Viva la Vida : los sueños de Ciudad Juarez

© Baudoin & Troub's & L'Association - 2011

De la rencontre entre Edmond Baudoin et Troub’s est né cet album. Initialement, c’était un projet fou de faire un voyage à Ciudad Juarez, une ville au passé riche et agité, une ville cosmopolite. Le taux de mortalité y est élevé en raison d’une guerre des gangs acharnée due à la présence massive de narcotrafiquants. Cette agglomération est également un lieu de passage presque incontournable pour de nombreux migrants qui fuient la pauvreté et espèrent parvenir à passer la frontière clandestinement… Au bout de la route, peut-être quelques-uns trouveront-ils l’Edlorado américain ? Car Ciudad Juarez se situe sur la frontière entre le Mexique et les États-Unis ; la ville est mitoyenne avec une ville du Texas : El Paso. Au milieu : des barbelés et la voie ferrée qui dépend de la gare (située dans la partie américaine). Les rues de la ville sont désertées dès la tombée de la nuit, les gens se mettent en sécurité jusqu’au petit matin où la Une des journaux se chargent de faire le résumé des incidents de la nuit passée.

« Un anniversaire d’adolescents : 14 morts dont un enfant ».

Mais ce n’est pas tout. Ciudad Juarez défraye la chronique. Chaque année, des centaines de femmes sont kidnappées, séquestrées, torturées. Des centaines de cadavres ont déjà été retrouvés. Les sévices sont tels que les visages sont parfois méconnaissables rendant impossible l’identification de la victime. Ciudad Juarez est donc une ville traumatisée par ces innombrables meurtres de femmes constatés depuis 2003.
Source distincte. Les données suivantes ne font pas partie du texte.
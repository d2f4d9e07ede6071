//! Wire codec for the
//! [RFC9420 Sec.2.1.2](https://www.rfc-editor.org/rfc/rfc9420.html#section-2.1.2)
//! presentation language: fixed-width integers, variable-length vectors with a
//! QUIC-style varint length prefix, and optional values.


use bytes::{Buf, BufMut, Bytes, BytesMut};

use crate::mls::utilities::error::{Error, Result};

/// Largest value a varint length can carry.
const VARINT_MAX: u32 = (1 << 30) - 1;

#[inline]
fn ensure_remaining<B: Buf>(buf: &B, n: usize) -> Result<()> {
    if buf.remaining() < n {
        Err(Error::BufferTooSmall)
    } else {
        Ok(())
    }
}

/// Reads a length in the 1, 2 or 4 byte encoding selected by the top two bits of the first byte.
#[inline]
pub fn deserialize_varint<B: Buf>(buf: &mut B) -> Result<u32> {
    ensure_remaining(buf, 1)?;
    let first = buf.get_u8();

    let (len, min) = match first >> 6 {
        0 => return Ok(u32::from(first)),
        1 => (2, 1 << 6),
        2 => (4, 1 << 14),
        _ => return Err(Error::InvalidVariableLengthIntegerPrefix),
    };

    ensure_remaining(buf, len - 1)?;
    let value = (1..len).fold(u32::from(first & 0x3f), |acc, _| {
        (acc << 8) | u32::from(buf.get_u8())
    });

    if value < min {
        return Err(Error::MinimumEncodingWasNotUsed);
    }
    Ok(value)
}

#[allow(clippy::cast_possible_truncation)]
#[inline]
pub fn serialize_varint<B: BufMut>(n: u32, buf: &mut B) -> Result<()> {
    match n {
        0..=0x3f => buf.put_u8(n as u8),
        0x40..=0x3fff => buf.put_u16(0x4000 | n as u16),
        0x4000..=VARINT_MAX => buf.put_u32(0x8000_0000 | n),
        _ => return Err(Error::VarintExceeds30Bits),
    }
    Ok(())
}

#[inline]
pub fn deserialize_opaque_vec<B: Buf>(buf: &mut B) -> Result<Bytes> {
    let len = deserialize_varint(buf)? as usize;
    ensure_remaining(buf, len)?;
    Ok(buf.copy_to_bytes(len))
}

#[inline]
pub fn serialize_opaque_vec<B: BufMut>(v: &[u8], buf: &mut B) -> Result<()> {
    let len = u32::try_from(v.len()).map_err(|_| Error::OpaqueSizeExceedsMaximumValueOfU32)?;
    serialize_varint(len, buf)?;
    buf.put_slice(v);
    Ok(())
}

/// Reads a length-prefixed vector, handing the body to `f` until it is consumed.
#[inline]
pub fn deserialize_vector<B: Buf>(
    buf: &mut B,
    mut f: impl FnMut(&mut Bytes) -> Result<()>,
) -> Result<()> {
    let mut body = deserialize_opaque_vec(buf)?;
    while body.has_remaining() {
        f(&mut body)?;
    }
    Ok(())
}

/// Writes `n` elements through `f` into a scratch buffer, then emits it with its length prefix.
#[inline]
pub fn serialize_vector<B: BufMut>(
    n: usize,
    buf: &mut B,
    mut f: impl FnMut(usize, &mut BytesMut) -> Result<()>,
) -> Result<()> {
    let mut body = BytesMut::new();
    for i in 0..n {
        f(i, &mut body)?;
    }
    serialize_opaque_vec(&body, buf)
}

#[inline]
pub fn deserialize_u8<B: Buf>(buf: &mut B) -> Result<u8> {
    ensure_remaining(buf, 1)?;
    Ok(buf.get_u8())
}

#[inline]
pub fn deserialize_u16<B: Buf>(buf: &mut B) -> Result<u16> {
    ensure_remaining(buf, 2)?;
    Ok(buf.get_u16())
}

#[inline]
pub fn deserialize_u32<B: Buf>(buf: &mut B) -> Result<u32> {
    ensure_remaining(buf, 4)?;
    Ok(buf.get_u32())
}

#[inline]
pub fn deserialize_u64<B: Buf>(buf: &mut B) -> Result<u64> {
    ensure_remaining(buf, 8)?;
    Ok(buf.get_u64())
}

/// Presence marker of an `optional<T>`: exactly 0 or 1.
#[inline]
pub fn deserialize_optional<B: Buf>(buf: &mut B) -> Result<bool> {
    match deserialize_u8(buf)? {
        0 => Ok(false),
        1 => Ok(true),
        _ => Err(Error::InvalidOptionalValue),
    }
}

#[inline]
pub fn serialize_optional<B: BufMut>(present: bool, buf: &mut B) -> Result<()> {
    buf.put_u8(u8::from(present));
    Ok(())
}

pub trait Deserializer {
    fn deserialize<B>(buf: &mut B) -> Result<Self>
    where
        Self: Sized,
        B: Buf;

    /// Deserializes a value that must span the whole input.
    fn deserialize_exact(buf: impl AsRef<[u8]>) -> Result<Self>
    where
        Self: Sized,
    {
        let mut buf = buf.as_ref();
        let value = Self::deserialize(&mut buf)?;
        if buf.has_remaining() {
            return Err(Error::TrailingData(buf.remaining()));
        }
        Ok(value)
    }
}

pub trait Serializer {
    fn serialize<B>(&self, buf: &mut B) -> Result<()>
    where
        Self: Sized,
        B: BufMut;

    fn serialize_detached(&self) -> Result<Bytes>
    where
        Self: Sized,
    {
        let mut buf = BytesMut::new();
        self.serialize(&mut buf)?;
        Ok(buf.freeze())
    }
}
use bytes::Bytes;

use crate::mls::crypto::provider::CryptoProvider;
use crate::mls::framing::private_message::PrivateMessage;
use crate::mls::framing::{
    AuthenticatedContent, Content, ContentType, FramedContent, Sender, SenderData, WireFormat,
};
use crate::mls::group::Group;
use crate::mls::identity::Identity;
use crate::mls::utilities::error::{Error, Result};

impl Group {
    /// [RFC9420 Sec.6.3](https://www.rfc-editor.org/rfc/rfc9420.html#section-6.3) Signs and
    /// encrypts `plaintext` as an application message of the current epoch.
    ///
    /// Each call consumes one generation of this member's application ratchet.
    pub fn encrypt_message(
        &mut self,
        crypto_provider: &impl CryptoProvider,
        signer: &Identity,
        plaintext: &[u8],
    ) -> Result<PrivateMessage> {
        self.ensure_own_signer(signer)?;

        let cipher_suite = self.cipher_suite();
        let own_leaf_index = self.state.own_leaf_index;
        let content = FramedContent {
            group_id: self.group_id().clone(),
            epoch: self.epoch(),
            sender: Sender::Member(own_leaf_index),
            authenticated_data: Bytes::new(),
            content: Content::Application(Bytes::copy_from_slice(plaintext)),
        };
        let authenticated_content = AuthenticatedContent::new(
            crypto_provider,
            signer,
            WireFormat::PrivateMessage,
            content,
            &self.state.group_context,
        )?;

        let keys = self
            .state
            .secret_tree
            .ratchet_mut(crypto_provider, own_leaf_index)?
            .next(crypto_provider)?;
        let sender_data = SenderData::new(own_leaf_index, keys.generation());

        PrivateMessage::encrypt(
            crypto_provider,
            cipher_suite,
            &authenticated_content,
            &keys,
            &sender_data,
            &self.state.epoch_secrets.sender_data_secret,
            self.config.padding_size,
        )
    }

    /// [RFC9420 Sec.6.3](https://www.rfc-editor.org/rfc/rfc9420.html#section-6.3) Decrypts an
    /// application message of the current epoch and checks its signature.
    ///
    /// The sender's ratchet only moves once the message has been fully authenticated, so a
    /// rejected message can't burn a generation.
    pub fn decrypt_message(
        &mut self,
        crypto_provider: &impl CryptoProvider,
        message: &PrivateMessage,
    ) -> Result<Bytes> {
        if message.group_id() != self.group_id() {
            return Err(Error::GroupIdMismatch);
        }
        if message.epoch() != self.epoch() {
            return Err(Error::EpochMismatch {
                expected: self.epoch(),
                got: message.epoch(),
            });
        }
        if message.content_type() != ContentType::Application {
            return Err(Error::UnexpectedContentType);
        }

        let cipher_suite = self.cipher_suite();
        let sender_data = message.decrypt_sender_data(
            crypto_provider,
            cipher_suite,
            &self.state.epoch_secrets.sender_data_secret,
        )?;
        let sender = sender_data.leaf_index;
        let sender_leaf = self
            .state
            .ratchet_tree
            .get_leaf(sender)
            .ok_or(Error::UnknownSender(sender.0))?;
        // Own messages are never delivered back to the sender.
        if sender == self.state.own_leaf_index {
            return Err(Error::ReplayDetected {
                leaf: sender.0,
                generation: sender_data.generation,
            });
        }

        let mut ratchet = self
            .state
            .secret_tree
            .ratchet_mut(crypto_provider, sender)?
            .clone();
        let keys = ratchet.get(
            crypto_provider,
            sender,
            sender_data.generation,
            &self.config.sender_ratchet_configuration,
        );
        let keys = match keys {
            Ok(keys) => keys,
            Err(err) => {
                log::warn!(
                    "dropped message from leaf {sender} in group {}: {err}",
                    hex::encode(self.group_id())
                );
                return Err(err);
            }
        };

        let content = message.decrypt_content(
            crypto_provider,
            cipher_suite,
            &keys,
            &sender_data.reuse_guard,
        )?;
        let authenticated_content = message.authenticated_content(&sender_data, content);
        authenticated_content.verify_signature(
            crypto_provider,
            cipher_suite,
            sender_leaf.signature_key(),
            &self.state.group_context,
        )?;

        let Content::Application(plaintext) = authenticated_content.content.content else {
            return Err(Error::UnexpectedContentType);
        };

        self.state.secret_tree.store_ratchet(sender, ratchet);
        Ok(plaintext)
    }
}
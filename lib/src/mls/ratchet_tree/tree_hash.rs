//! [RFC9420 Sec.7.8](https://www.rfc-editor.org/rfc/rfc9420.html#section-7.8) Tree Hashes and
//! [RFC9420 Sec.7.9](https://www.rfc-editor.org/rfc/rfc9420.html#section-7.9) Parent Hashes

use std::collections::HashSet;

use bytes::{BufMut, Bytes, BytesMut};
use subtle::ConstantTimeEq;

use crate::mls::crypto::cipher_suite::CipherSuite;
use crate::mls::crypto::provider::CryptoProvider;
use crate::mls::framing::MlsGroupId;
use crate::mls::utilities::error::{Error, Result};
use crate::mls::utilities::serde::{serialize_opaque_vec, serialize_optional, Serializer};
use crate::mls::utilities::tree_math::{LeafIndex, NodeIndex};

use super::parent_node::ParentNode;
use super::{children, copath_child, Node, RatchetTree, NODE_TYPE_LEAF, NODE_TYPE_PARENT};

impl RatchetTree {
    pub fn compute_root_tree_hash(
        &self,
        crypto_provider: &impl CryptoProvider,
        cipher_suite: CipherSuite,
    ) -> Result<Bytes> {
        let root = self.num_leaves().root();
        self.compute_tree_hash(crypto_provider, cipher_suite, root, &[])
    }

    /// Tree hash of the subtree at `index`, as if the leaves in `exclude` were blank and absent
    /// from every unmerged leaves list.
    pub(crate) fn compute_tree_hash(
        &self,
        crypto_provider: &impl CryptoProvider,
        cipher_suite: CipherSuite,
        index: NodeIndex,
        exclude: &[LeafIndex],
    ) -> Result<Bytes> {
        let mut buf = BytesMut::new();

        if let Some(leaf_index) = index.leaf_index() {
            // struct { uint32 leaf_index; optional<LeafNode> leaf_node; } LeafNodeHashInput;
            buf.put_u8(NODE_TYPE_LEAF);
            leaf_index.serialize(&mut buf)?;
            match self
                .get_leaf(leaf_index)
                .filter(|_| !exclude.contains(&leaf_index))
            {
                Some(leaf_node) => {
                    serialize_optional(true, &mut buf)?;
                    leaf_node.serialize(&mut buf)?;
                }
                None => serialize_optional(false, &mut buf)?,
            }
        } else {
            // struct { optional<ParentNode> parent_node; opaque left_hash<V>;
            //          opaque right_hash<V>; } ParentNodeHashInput;
            let (left, right) =
                children(index).ok_or(Error::TreeIntegrity("parent node has no children"))?;
            let left_hash = self.compute_tree_hash(crypto_provider, cipher_suite, left, exclude)?;
            let right_hash =
                self.compute_tree_hash(crypto_provider, cipher_suite, right, exclude)?;

            buf.put_u8(NODE_TYPE_PARENT);
            match self.get_parent(index) {
                Some(parent) if exclude.is_empty() => {
                    serialize_optional(true, &mut buf)?;
                    parent.serialize(&mut buf)?;
                }
                Some(parent) => {
                    serialize_optional(true, &mut buf)?;
                    ParentNode {
                        encryption_key: parent.encryption_key.clone(),
                        parent_hash: parent.parent_hash.clone(),
                        unmerged_leaves: parent
                            .unmerged_leaves
                            .iter()
                            .filter(|leaf| !exclude.contains(leaf))
                            .copied()
                            .collect(),
                    }
                    .serialize(&mut buf)?;
                }
                None => serialize_optional(false, &mut buf)?,
            }
            serialize_opaque_vec(&left_hash, &mut buf)?;
            serialize_opaque_vec(&right_hash, &mut buf)?;
        }

        Ok(crypto_provider.hash(cipher_suite)?.digest(&buf))
    }

    /// ```text
    /// struct {
    ///     HPKEPublicKey encryption_key;
    ///     opaque parent_hash<V>;
    ///     opaque original_sibling_tree_hash<V>;
    /// } ParentHashInput;
    /// ```
    ///
    /// `sibling` is the child of `parent` that is not on the path of the node storing the hash.
    pub(crate) fn compute_parent_hash(
        &self,
        crypto_provider: &impl CryptoProvider,
        cipher_suite: CipherSuite,
        parent: NodeIndex,
        sibling: NodeIndex,
    ) -> Result<Bytes> {
        let parent_node = self
            .get_parent(parent)
            .ok_or(Error::TreeIntegrity("parent hash of a blank node"))?;
        let original_sibling_tree_hash = self.compute_tree_hash(
            crypto_provider,
            cipher_suite,
            sibling,
            &parent_node.unmerged_leaves,
        )?;

        let mut buf = BytesMut::new();
        parent_node.encryption_key.serialize(&mut buf)?;
        serialize_opaque_vec(&parent_node.parent_hash, &mut buf)?;
        serialize_opaque_vec(&original_sibling_tree_hash, &mut buf)?;

        Ok(crypto_provider.hash(cipher_suite)?.digest(&buf))
    }

    /// Chains parent hashes down `filtered_direct_path` (ordered leaf to root), from the root
    /// side. Returns the parent hash the leaf at `leaf_index` must carry.
    pub(crate) fn set_parent_hashes(
        &mut self,
        crypto_provider: &impl CryptoProvider,
        cipher_suite: CipherSuite,
        leaf_index: LeafIndex,
        filtered_direct_path: &[NodeIndex],
    ) -> Result<Bytes> {
        let leaf_node = leaf_index.node_index();
        let mut parent_hash = Bytes::new();

        for &parent in filtered_direct_path.iter().rev() {
            match self.get_mut(parent) {
                Some(Node::Parent(parent_node)) => parent_node.parent_hash = parent_hash,
                _ => return Err(Error::TreeIntegrity("filtered direct path node is blank")),
            }

            let sibling = copath_child(parent, leaf_node)
                .ok_or(Error::TreeIntegrity("parent node has no children"))?;
            parent_hash =
                self.compute_parent_hash(crypto_provider, cipher_suite, parent, sibling)?;
        }

        Ok(parent_hash)
    }

    /// Whether some node in the resolution of `child` carries `parent_hash`.
    fn has_parent_hash(&self, child: NodeIndex, parent_hash: &Bytes) -> bool {
        self.resolution(child)
            .into_iter()
            .any(|node| match self.get(node) {
                Some(Node::Leaf(leaf)) => leaf
                    .parent_hash()
                    .is_some_and(|hash| bool::from(hash[..].ct_eq(&parent_hash[..]))),
                Some(Node::Parent(parent)) => {
                    bool::from(parent.parent_hash[..].ct_eq(&parent_hash[..]))
                }
                None => false,
            })
    }

    /// [RFC9420 Sec.7.9.2](https://www.rfc-editor.org/rfc/rfc9420.html#section-7.9.2) Every
    /// non-blank parent must be parent-hash valid.
    fn verify_parent_hashes(
        &self,
        crypto_provider: &impl CryptoProvider,
        cipher_suite: CipherSuite,
    ) -> Result<()> {
        for (i, node) in self.0.iter().enumerate() {
            if !matches!(node, Some(Node::Parent(_))) {
                continue;
            }

            let index = NodeIndex(i as u32);
            let (left, right) =
                children(index).ok_or(Error::TreeIntegrity("parent node has no children"))?;

            let left_hash = self.compute_parent_hash(crypto_provider, cipher_suite, index, right)?;
            if self.has_parent_hash(left, &left_hash) {
                continue;
            }

            let right_hash = self.compute_parent_hash(crypto_provider, cipher_suite, index, left)?;
            if !self.has_parent_hash(right, &right_hash) {
                log::warn!("parent node {i} is not parent-hash valid");
                return Err(Error::ParentHashMismatch);
            }
        }

        Ok(())
    }

    /// [RFC9420 Sec.12.4.3.1](https://www.rfc-editor.org/rfc/rfc9420.html#section-12.4.3.1)
    /// Checks a tree received from outside the group: leaf signatures, unique encryption keys,
    /// well-formed unmerged leaves, and parent hashes.
    pub fn verify_integrity(
        &self,
        crypto_provider: &impl CryptoProvider,
        cipher_suite: CipherSuite,
        group_id: &MlsGroupId,
    ) -> Result<()> {
        for (leaf_index, leaf_node) in self.leaves() {
            leaf_node.verify_signature(
                crypto_provider,
                cipher_suite,
                &leaf_node.tree_info(group_id, leaf_index),
            )?;
        }

        let mut encryption_keys = HashSet::new();
        for (i, node) in self.0.iter().enumerate() {
            let Some(node) = node else { continue };
            if !encryption_keys.insert(node.encryption_key()) {
                return Err(Error::TreeIntegrity("duplicate encryption key"));
            }

            if let Node::Parent(parent) = node {
                let index = NodeIndex(i as u32);
                for leaf in &parent.unmerged_leaves {
                    if !leaf.node_index().is_in_subtree_of(index) || self.get_leaf(*leaf).is_none()
                    {
                        return Err(Error::TreeIntegrity("invalid unmerged leaf"));
                    }
                }
            }
        }

        self.verify_parent_hashes(crypto_provider, cipher_suite)
    }
}
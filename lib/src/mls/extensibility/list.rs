//! MLS handles extensions in serialized forms (see [`super::Extension`] and [`super::Extensions`]).
//!
//! We therefore keep a separate enum of the non-serialized forms of every extension we understand,
//! with ways to convert between one another

use super::{Extension, ExtensionType, Extensions};
use crate::mls::{
    ratchet_tree::RatchetTree,
    utilities::{
        error::{Error, Result},
        serde::{Deserializer, Serializer},
    },
};

#[derive(Debug, Clone, Eq, PartialEq)]
pub enum MlsExtension {
    RatchetTree(super::RatchetTreeExtension),
}

impl MlsExtension {
    pub(crate) fn encode_extension(&self) -> Result<Extension> {
        match self {
            MlsExtension::RatchetTree(ratchet_tree_extension) => Ok(Extension {
                extension_type: ExtensionType::RatchetTree,
                extension_data: ratchet_tree_extension.ratchet_tree.serialize_detached()?,
            }),
        }
    }

    pub(crate) fn decode_extension(extension: Extension) -> Result<Self> {
        match extension.extension_type {
            ExtensionType::RatchetTree => Ok(Self::RatchetTree(super::RatchetTreeExtension {
                ratchet_tree: RatchetTree::deserialize_exact(extension.extension_data)?,
            })),
            other => Err(Error::UnsupportedExtension(other.into())),
        }
    }
}

impl TryFrom<Vec<MlsExtension>> for Extensions {
    type Error = Error;

    fn try_from(value: Vec<MlsExtension>) -> std::result::Result<Self, Self::Error> {
        let extensions = value
            .iter()
            .map(MlsExtension::encode_extension)
            .collect::<Result<Vec<_>>>()?;

        Ok(Self(extensions))
    }
}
Le projet d’Edmond Baudoin et de Troub’s s’est concrétisé en 2010, leur séjour a duré un mois ½ (du 1er octobre à mi-novembre). Leur objectif ? Montrer le côté “humain” de la ville. Équipés de leurs carnets de croquis, ils sont allés à la rencontre des habitants et leur ont proposé de dessiner leurs portraits. En échange, ils ont demandé aux gens de leur dire quels sont leur rêve. Ce voyage est donc avant tout un voyage de rencontres et d’amitiés éphémères.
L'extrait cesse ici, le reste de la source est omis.